ReCAAP Information Sharing Centre (ISC) today held its annual Piracy and Sea Robbery Conference to an audience of international maritime stakeholders including shipping and marine insurance companies, regulators and law enforcement agencies, as well as the diplomatic community based in Singapore.
In his keynote address, Mr. Koji Sekimizu, former Secretary General of the International Maritime Organization (IMO) reviewed the history of activities of IMO in dealing with maritime security and anti-piracy actions covering the establishment of ReCAAP, Somali Piracy, the Contact Group in conjunction with UN Security Council decisions, Djibouti Code of Conduct, Best Management Practices, and discussed a number of issues from his wide experience dealing with these matters as UN officer working at IMO and in the wider context of Maritime Governance by UN and IMO.
The conference addressed topics that are currently high on the agenda of the international maritime community including:
- Piracy and Sea Robbery Situation in Asia (ReCAAP ISC)
- Abduction of Crew in the Sulu-Celebes Seas and Waters off Easter Sabah (Philippine Coast Guard)
- Update on the Indian Ocean High Risk Area (INTERTANKO)
- Maritime Cybersecurity (BIMCO)
- Effects and Implications of Piracy (Panel discussion moderated by World Maritime University)
“In 2018, there were 76 incidents of piracy and armed robbery reported in Asia. This was a 25% decrease in the total number of incidents and a 31% decrease in actual incidents compared to 2017. Nonetheless, it is important that we continue to reinforce the ownership of the Coastal States in addressing maritime crime, the cooperation between law enforcement agencies and the industry, and the timely reporting by ships, all of which have led to the decrease of incidents in Asia. The topics and speakers of this year’s conference have been designed to reflect the vitality of that shared responsibility,” remarked Masafumi Kuroki, Executive Director of ReCAAP ISC.
“Over the past couple of years, piracy and terrorism in the Sulu and Celebes Seas has been a point of concern for the shipping industry. The valuable counter-piracy lessons learned here, and off Somalia, are worth exploring, and may well be applied in the current piracy hotspot number one: The Gulf of Guinea. The annual ReCAAP ISC conference will surely help us do just that,” said Jakob P. Larsen, Head of Maritime Security at BIMCO.

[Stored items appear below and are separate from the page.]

mod metrics;

use std::path::{Path, PathBuf};
use std::process::ExitCode;
use std::sync::Arc;

use anyhow::{bail, Context, Result};
use tokio::signal;
use tracing::{error, info, warn};
use tracing_subscriber::{layer::SubscriberExt, util::SubscriberInitExt};

use batchconv_core::{
    load_config, plan_jobs, validate_config, BatchEvent, BatchRunner, BatchState, Config,
    FfmpegTranscoder, JobOutcome, LogFormat, Transcoder,
};

/// Config file used when neither argv nor `BATCHCONV_CONFIG` names one.
const DEFAULT_CONFIG: &str = "batchconv.toml";

/// Conventional exit status after SIGINT.
const EXIT_CANCELLED: u8 = 130;

#[tokio::main]
async fn main() -> ExitCode {
    match run().await {
        Ok(code) => code,
        Err(e) => {
            error!("Fatal error: {:#}", e);
            eprintln!("batchconv: {:#}", e);
            ExitCode::FAILURE
        }
    }
}

async fn run() -> Result<ExitCode> {
    // Determine config path
    let config_path = std::env::args_os()
        .nth(1)
        .map(PathBuf::from)
        .or_else(|| std::env::var_os("BATCHCONV_CONFIG").map(PathBuf::from))
        .unwrap_or_else(|| PathBuf::from(DEFAULT_CONFIG));

    let config = load_config(&config_path)
        .with_context(|| format!("Failed to load config from {:?}", config_path))?;
    validate_config(&config).context("Configuration validation failed")?;

    init_logging(config.logging.format);
    info!("Loaded configuration from {:?}", config_path);

    let registry = metrics::registry().context("Failed to register metrics")?;

    let transcoder = FfmpegTranscoder::new(config.converter.clone());
    transcoder
        .validate()
        .await
        .context("Conversion engine self-check failed")?;
    info!(
        "Using {} at {:?}",
        transcoder.name(),
        transcoder.config().ffmpeg_path
    );

    let (input_dir, output_dir) = directories(&config)?;
    tokio::fs::create_dir_all(&output_dir)
        .await
        .with_context(|| format!("Failed to create output directory {:?}", output_dir))?;

    let jobs = plan_jobs(
        &input_dir,
        &output_dir,
        &config.source,
        &config.converter.target_extension,
    )
    .await
    .with_context(|| format!("Failed to scan {:?}", input_dir))?;
    info!("Found {} file(s) to convert in {:?}", jobs.len(), input_dir);

    let runner = BatchRunner::new(config.batch.clone(), Arc::new(transcoder))
        .with_callback(Arc::new(log_event));
    info!("Worker pool size: {}", runner.worker_count());

    runner.start(jobs).await.context("Failed to start batch")?;

    let state = tokio::select! {
        state = runner.wait() => state,
        _ = shutdown_signal() => {
            warn!("Interrupted, cancelling batch");
            runner.cancel().await
        }
    };

    let summary = runner.status().await.summary;
    println!("{}", serde_json::to_string(&summary)?);

    if config.logging.print_metrics {
        print!("{}", metrics::encode_metrics(&registry)?);
    }

    Ok(match state {
        BatchState::Cancelled => ExitCode::from(EXIT_CANCELLED),
        _ if summary.has_failures() => ExitCode::FAILURE,
        _ => ExitCode::SUCCESS,
    })
}

fn init_logging(format: LogFormat) {
    let filter = tracing_subscriber::EnvFilter::try_from_default_env()
        .unwrap_or_else(|_| "info".into());

    match format {
        LogFormat::Pretty => tracing_subscriber::registry()
            .with(filter)
            .with(tracing_subscriber::fmt::layer().with_writer(std::io::stderr))
            .init(),
        LogFormat::Json => tracing_subscriber::registry()
            .with(filter)
            .with(
                tracing_subscriber::fmt::layer()
                    .json()
                    .with_writer(std::io::stderr),
            )
            .init(),
    }
}

fn directories(config: &Config) -> Result<(PathBuf, PathBuf)> {
    let Some(input_dir) = config.source.input_dir.clone() else {
        bail!("source.input_dir is not set");
    };
    let Some(output_dir) = config.source.output_dir.clone() else {
        bail!("source.output_dir is not set");
    };
    if same_dir(&input_dir, &output_dir) {
        warn!("Output directory is the input directory; converted files may overwrite sources");
    }
    Ok((input_dir, output_dir))
}

fn same_dir(a: &Path, b: &Path) -> bool {
    match (a.canonicalize(), b.canonicalize()) {
        (Ok(a), Ok(b)) => a == b,
        _ => a == b,
    }
}

fn log_event(event: BatchEvent) {
    match event {
        BatchEvent::Started { total, .. } => info!("Converting {} file(s)", total),
        BatchEvent::JobStarted { .. } => {}
        BatchEvent::JobCompleted {
            job,
            outcome,
            progress,
            ..
        } => match outcome {
            JobOutcome::Succeeded => info!(
                "[{}/{}] {} -> {}",
                progress.completed,
                progress.total,
                job.display_name(),
                job.destination.display()
            ),
            JobOutcome::Failed { error } => warn!(
                "[{}/{}] {} failed: {}",
                progress.completed,
                progress.total,
                job.display_name(),
                error
            ),
            JobOutcome::Cancelled => info!("{} cancelled", job.display_name()),
        },
        BatchEvent::BatchFinished { state, summary, .. } => info!(
            "Batch {}: {} succeeded, {} failed, {} cancelled, {} not started",
            state.as_str(),
            summary.succeeded,
            summary.failed,
            summary.cancelled,
            summary.not_started
        ),
    }
}

/// Wait for an interrupt (Ctrl+C or SIGTERM).
async fn shutdown_signal() {
    let ctrl_c = async {
        if let Err(e) = signal::ctrl_c().await {
            error!("Failed to listen for Ctrl+C: {}", e);
            std::future::pending::<()>().await;
        }
    };

    #[cfg(unix)]
    let terminate = async {
        match signal::unix::signal(signal::unix::SignalKind::terminate()) {
            Ok(mut sigterm) => {
                sigterm.recv().await;
            }
            Err(e) => {
                error!("Failed to install SIGTERM handler: {}", e);
                std::future::pending::<()>().await;
            }
        }
    };

    #[cfg(not(unix))]
    let terminate = std::future::pending::<()>();

    tokio::select! {
        _ = ctrl_c => {},
        _ = terminate => {},
    }
}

“The threat from piracy remains, in Asia and also in the Indian Ocean. The Indian Ocean High Risk Area (HRA) continues to serve an important reference in ensuring ships and seafarers are prepared for pirate attacks,” said Tim Wilkins, Environment Director and Regional Manager, Asia-Pacific of INTERTANKO. “A serious threat remains despite the reduction to the area’s geographic boundaries and so correct reporting, vigilance and adherence to the 5th edition of the Best Management Practices to Deter Piracy and Enhance Maritime Security in the Red Sea, Gulf of Aden, Indian Ocean and Arabian Sea (BMP5) remains crucial. Shipowners must remain alert and law enforcement agencies must continue to provide protection to shipping.”
Ambassador Ong Keng Yong, Executive Deputy Chairman of RSIS, highlighted the relevance of the conference, “This annual conference is an important knowledge-sharing platform on risks and threats facing the international maritime community. We discussed piracy and sea robbery as well as relevant emerging technologies, and shared ideas on solving problems affecting ship owners and seafarers. The most useful part of this exchange is on how to work together effectively.”